**** Provided records
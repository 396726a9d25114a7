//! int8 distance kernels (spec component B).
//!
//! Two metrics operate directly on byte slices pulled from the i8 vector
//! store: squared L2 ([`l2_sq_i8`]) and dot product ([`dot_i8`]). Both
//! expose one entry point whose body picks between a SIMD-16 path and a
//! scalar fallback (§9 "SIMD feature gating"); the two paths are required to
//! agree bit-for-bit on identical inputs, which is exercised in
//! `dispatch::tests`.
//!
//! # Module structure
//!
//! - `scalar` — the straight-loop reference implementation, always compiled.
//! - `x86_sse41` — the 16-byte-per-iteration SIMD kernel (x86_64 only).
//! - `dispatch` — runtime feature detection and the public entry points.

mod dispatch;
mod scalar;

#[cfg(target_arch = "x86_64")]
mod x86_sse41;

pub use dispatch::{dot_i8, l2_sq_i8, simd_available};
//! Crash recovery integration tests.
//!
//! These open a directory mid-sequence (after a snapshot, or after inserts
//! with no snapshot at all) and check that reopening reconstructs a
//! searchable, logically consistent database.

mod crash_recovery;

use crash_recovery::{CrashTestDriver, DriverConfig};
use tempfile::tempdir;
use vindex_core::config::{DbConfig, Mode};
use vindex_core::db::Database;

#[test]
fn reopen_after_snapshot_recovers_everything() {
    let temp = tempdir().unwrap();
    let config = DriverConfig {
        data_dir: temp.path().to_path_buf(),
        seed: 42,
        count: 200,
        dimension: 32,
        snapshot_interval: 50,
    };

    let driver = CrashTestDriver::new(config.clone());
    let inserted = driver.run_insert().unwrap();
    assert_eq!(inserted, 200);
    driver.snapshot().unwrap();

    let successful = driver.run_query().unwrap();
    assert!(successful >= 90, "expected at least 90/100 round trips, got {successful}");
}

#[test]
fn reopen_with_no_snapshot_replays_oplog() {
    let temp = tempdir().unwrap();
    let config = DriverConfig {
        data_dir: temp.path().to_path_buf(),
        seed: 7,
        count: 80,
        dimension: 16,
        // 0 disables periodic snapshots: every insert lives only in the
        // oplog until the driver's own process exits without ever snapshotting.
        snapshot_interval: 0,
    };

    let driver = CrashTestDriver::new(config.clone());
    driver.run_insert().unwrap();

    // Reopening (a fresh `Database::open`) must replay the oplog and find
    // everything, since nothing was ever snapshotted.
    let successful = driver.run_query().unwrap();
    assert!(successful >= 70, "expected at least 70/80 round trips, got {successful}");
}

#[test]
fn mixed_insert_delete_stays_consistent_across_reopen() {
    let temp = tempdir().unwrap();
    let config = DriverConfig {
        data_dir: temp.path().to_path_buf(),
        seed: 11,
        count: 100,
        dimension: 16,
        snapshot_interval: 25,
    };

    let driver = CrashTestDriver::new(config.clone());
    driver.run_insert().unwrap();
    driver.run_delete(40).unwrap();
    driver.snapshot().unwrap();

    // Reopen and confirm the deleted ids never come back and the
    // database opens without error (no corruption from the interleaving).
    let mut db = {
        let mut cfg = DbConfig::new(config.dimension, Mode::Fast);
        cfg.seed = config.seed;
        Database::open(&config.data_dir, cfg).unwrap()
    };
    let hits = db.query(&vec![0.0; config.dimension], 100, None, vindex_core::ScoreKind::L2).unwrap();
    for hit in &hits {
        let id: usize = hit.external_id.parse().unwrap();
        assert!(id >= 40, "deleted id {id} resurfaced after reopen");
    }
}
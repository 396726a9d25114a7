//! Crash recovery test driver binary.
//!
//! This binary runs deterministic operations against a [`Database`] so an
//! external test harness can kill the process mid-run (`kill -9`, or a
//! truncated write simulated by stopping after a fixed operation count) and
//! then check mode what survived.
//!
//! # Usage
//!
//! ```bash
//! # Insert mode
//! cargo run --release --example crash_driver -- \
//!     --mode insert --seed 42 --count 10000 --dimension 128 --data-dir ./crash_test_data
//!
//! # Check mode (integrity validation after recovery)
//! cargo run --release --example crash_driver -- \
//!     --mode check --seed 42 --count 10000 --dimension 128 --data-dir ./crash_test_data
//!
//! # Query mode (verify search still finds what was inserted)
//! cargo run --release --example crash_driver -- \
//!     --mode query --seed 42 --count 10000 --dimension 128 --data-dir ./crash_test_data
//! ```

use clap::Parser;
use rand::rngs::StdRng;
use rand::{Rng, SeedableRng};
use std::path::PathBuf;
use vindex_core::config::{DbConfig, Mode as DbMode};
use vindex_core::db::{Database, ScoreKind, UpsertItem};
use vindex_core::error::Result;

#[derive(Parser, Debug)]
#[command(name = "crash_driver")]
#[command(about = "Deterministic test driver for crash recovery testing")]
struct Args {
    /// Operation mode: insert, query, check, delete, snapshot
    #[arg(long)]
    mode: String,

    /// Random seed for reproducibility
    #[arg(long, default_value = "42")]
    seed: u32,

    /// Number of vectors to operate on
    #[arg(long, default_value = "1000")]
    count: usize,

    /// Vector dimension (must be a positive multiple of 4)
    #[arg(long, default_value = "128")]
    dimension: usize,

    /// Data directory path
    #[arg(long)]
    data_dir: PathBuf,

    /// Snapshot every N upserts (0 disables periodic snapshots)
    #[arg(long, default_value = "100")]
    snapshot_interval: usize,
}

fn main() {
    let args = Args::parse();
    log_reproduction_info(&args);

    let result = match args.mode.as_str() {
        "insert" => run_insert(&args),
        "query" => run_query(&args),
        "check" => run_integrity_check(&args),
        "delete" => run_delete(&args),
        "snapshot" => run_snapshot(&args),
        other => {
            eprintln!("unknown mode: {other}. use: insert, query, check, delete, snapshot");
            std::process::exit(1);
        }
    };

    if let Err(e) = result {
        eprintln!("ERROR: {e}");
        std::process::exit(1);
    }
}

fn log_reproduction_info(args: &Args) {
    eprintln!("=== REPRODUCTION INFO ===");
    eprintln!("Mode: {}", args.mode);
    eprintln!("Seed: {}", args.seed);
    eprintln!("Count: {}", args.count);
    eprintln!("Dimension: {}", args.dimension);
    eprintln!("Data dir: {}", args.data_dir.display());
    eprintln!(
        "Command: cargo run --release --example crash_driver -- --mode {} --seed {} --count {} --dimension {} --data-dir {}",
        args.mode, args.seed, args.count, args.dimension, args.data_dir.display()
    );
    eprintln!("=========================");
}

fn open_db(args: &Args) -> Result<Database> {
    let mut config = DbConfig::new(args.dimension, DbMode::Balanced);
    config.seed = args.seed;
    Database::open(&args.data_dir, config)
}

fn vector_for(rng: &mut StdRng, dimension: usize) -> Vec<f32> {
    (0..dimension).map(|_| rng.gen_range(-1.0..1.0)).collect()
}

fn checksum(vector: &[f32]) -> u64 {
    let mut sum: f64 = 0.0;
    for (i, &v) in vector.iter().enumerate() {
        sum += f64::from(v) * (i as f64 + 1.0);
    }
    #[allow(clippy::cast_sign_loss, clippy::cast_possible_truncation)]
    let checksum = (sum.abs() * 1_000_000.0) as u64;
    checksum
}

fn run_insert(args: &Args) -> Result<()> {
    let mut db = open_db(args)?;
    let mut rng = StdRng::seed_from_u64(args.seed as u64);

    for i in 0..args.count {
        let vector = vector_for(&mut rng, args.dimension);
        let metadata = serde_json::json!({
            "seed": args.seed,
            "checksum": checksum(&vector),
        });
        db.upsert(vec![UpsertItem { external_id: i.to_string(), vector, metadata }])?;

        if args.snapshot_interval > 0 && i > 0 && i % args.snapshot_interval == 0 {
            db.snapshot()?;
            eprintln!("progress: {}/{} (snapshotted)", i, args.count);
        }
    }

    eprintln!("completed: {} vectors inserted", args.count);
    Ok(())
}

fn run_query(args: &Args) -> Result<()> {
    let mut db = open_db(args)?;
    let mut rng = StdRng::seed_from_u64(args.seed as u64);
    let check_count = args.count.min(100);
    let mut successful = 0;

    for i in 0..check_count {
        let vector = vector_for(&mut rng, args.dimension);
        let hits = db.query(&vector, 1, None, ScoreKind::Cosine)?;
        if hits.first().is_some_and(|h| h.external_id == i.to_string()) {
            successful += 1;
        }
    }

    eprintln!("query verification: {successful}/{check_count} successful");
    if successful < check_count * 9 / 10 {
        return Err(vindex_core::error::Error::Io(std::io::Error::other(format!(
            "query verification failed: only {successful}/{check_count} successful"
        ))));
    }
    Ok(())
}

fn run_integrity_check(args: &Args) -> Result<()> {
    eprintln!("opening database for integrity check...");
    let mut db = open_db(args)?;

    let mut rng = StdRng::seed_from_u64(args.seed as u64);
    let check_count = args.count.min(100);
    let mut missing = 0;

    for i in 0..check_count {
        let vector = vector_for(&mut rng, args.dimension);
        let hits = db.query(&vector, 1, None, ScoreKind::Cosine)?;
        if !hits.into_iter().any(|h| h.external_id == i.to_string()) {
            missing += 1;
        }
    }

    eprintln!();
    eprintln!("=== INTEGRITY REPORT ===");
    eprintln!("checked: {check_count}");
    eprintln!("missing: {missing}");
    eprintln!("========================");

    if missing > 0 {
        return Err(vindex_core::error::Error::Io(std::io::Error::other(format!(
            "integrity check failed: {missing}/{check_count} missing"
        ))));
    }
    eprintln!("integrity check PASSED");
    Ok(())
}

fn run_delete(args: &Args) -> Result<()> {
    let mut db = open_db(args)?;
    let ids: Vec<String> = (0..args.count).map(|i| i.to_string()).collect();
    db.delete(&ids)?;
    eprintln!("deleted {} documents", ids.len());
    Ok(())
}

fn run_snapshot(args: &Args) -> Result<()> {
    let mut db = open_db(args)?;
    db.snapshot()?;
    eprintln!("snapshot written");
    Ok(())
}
********
Assignment: When you answer, output each line of the data exactly as given, from its first line up to and including the one with "SIMD-16 path and a".

Solution for this problem:
repository 396726a9d25114a7
//! int8 distance kernels (spec component B).
//!
//! Two metrics operate directly on byte slices pulled from the i8 vector
//! store: squared L2 ([`l2_sq_i8`]) and dot product ([`dot_i8`]). Both
//! expose one entry point whose body picks between a SIMD-16 path and a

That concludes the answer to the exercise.